Task brief:
Pull every line from the records that has the word "Unclassified" in it.

--- START ---

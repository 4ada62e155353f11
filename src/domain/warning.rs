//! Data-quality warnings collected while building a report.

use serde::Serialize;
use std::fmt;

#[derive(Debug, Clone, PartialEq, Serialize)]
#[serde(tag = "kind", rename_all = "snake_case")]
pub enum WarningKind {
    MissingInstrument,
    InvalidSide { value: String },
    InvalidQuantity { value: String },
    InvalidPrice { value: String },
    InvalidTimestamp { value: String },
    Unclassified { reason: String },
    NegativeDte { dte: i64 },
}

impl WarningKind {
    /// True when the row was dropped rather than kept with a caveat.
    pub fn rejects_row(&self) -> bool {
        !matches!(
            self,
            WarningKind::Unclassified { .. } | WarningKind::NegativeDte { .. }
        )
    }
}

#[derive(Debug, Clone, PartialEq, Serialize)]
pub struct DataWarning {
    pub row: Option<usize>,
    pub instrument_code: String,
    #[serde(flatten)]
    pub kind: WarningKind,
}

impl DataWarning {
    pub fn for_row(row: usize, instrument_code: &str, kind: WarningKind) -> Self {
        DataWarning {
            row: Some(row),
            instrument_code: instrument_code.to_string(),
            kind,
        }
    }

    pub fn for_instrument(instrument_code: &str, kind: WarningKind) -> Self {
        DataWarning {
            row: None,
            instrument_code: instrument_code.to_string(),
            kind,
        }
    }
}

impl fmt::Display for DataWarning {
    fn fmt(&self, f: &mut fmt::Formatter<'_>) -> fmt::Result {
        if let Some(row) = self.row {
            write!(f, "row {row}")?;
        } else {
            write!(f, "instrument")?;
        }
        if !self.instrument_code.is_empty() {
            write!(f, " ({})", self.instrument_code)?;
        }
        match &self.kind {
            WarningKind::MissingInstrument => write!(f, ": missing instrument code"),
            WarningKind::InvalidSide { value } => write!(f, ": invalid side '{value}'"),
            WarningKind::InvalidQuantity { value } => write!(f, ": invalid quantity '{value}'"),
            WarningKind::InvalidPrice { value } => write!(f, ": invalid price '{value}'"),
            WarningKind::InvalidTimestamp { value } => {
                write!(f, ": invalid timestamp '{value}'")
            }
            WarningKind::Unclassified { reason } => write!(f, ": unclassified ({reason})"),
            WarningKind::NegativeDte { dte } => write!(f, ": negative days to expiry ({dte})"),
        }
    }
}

--- END ---
--- START ---

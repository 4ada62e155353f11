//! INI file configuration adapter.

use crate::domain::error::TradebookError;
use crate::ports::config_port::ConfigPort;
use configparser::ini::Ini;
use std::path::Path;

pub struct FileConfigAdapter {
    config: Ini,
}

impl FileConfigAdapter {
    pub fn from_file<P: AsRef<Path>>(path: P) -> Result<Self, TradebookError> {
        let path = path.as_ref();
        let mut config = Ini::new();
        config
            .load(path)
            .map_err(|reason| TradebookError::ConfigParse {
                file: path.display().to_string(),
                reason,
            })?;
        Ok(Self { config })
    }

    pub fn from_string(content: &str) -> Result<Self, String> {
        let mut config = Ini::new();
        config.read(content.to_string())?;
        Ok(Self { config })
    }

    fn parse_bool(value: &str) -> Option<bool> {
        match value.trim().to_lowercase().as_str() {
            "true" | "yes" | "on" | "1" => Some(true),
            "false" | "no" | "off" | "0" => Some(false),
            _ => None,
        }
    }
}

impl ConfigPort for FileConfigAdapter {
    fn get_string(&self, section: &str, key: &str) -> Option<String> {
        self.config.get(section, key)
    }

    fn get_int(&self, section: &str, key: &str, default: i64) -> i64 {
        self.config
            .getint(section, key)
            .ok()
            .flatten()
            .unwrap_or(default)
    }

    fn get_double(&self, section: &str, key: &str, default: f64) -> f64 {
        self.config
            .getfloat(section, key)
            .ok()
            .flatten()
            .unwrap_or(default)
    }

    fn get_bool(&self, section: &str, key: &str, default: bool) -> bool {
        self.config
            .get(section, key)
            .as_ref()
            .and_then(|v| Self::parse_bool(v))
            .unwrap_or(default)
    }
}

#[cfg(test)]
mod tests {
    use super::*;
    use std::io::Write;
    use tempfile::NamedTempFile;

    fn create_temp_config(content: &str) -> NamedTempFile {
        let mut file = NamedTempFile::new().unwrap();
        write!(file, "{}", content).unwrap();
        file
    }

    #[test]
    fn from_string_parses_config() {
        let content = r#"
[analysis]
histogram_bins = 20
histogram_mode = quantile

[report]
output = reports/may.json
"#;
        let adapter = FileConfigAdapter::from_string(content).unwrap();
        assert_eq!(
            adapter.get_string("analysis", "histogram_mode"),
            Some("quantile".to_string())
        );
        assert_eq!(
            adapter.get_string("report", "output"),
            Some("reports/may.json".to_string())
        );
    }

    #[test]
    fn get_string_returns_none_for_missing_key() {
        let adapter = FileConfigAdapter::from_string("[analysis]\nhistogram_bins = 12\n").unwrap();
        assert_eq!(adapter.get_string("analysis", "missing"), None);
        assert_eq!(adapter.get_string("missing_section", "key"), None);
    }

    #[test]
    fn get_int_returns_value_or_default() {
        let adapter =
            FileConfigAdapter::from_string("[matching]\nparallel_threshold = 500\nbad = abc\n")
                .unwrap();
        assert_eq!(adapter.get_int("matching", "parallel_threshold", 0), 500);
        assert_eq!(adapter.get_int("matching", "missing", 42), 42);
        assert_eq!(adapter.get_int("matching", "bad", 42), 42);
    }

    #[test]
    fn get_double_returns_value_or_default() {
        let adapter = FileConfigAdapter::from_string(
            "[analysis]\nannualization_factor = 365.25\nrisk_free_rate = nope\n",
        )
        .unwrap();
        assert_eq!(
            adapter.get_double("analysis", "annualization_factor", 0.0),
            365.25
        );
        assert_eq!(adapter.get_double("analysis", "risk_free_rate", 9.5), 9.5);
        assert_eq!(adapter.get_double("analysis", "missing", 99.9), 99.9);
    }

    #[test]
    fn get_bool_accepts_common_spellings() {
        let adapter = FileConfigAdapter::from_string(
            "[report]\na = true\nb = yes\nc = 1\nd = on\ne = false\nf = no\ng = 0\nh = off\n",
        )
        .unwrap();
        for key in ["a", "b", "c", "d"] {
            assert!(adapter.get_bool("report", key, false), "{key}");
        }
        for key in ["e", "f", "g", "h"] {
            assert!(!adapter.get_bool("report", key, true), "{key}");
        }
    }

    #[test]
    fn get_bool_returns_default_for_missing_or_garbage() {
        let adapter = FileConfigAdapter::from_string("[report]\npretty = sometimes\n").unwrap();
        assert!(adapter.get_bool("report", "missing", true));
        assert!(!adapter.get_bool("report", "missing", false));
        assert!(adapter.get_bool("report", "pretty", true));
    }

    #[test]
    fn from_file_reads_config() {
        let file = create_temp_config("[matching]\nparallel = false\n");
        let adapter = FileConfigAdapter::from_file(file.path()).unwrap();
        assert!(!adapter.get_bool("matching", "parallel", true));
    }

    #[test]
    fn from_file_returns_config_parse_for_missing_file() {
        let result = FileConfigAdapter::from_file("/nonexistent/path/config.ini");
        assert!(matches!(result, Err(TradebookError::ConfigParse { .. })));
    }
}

--- END ---
--- START ---

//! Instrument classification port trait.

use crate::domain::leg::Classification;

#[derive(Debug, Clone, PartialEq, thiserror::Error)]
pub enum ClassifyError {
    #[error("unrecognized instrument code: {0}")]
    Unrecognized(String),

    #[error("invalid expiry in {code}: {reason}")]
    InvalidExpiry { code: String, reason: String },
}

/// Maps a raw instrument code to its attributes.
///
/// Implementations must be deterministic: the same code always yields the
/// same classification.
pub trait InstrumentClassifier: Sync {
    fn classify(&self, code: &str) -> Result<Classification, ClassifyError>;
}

--- END ---

Finished exercise:
    Unclassified { reason: String },
            WarningKind::Unclassified { .. } | WarningKind::NegativeDte { .. }
            WarningKind::Unclassified { reason } => write!(f, ": unclassified ({reason})"),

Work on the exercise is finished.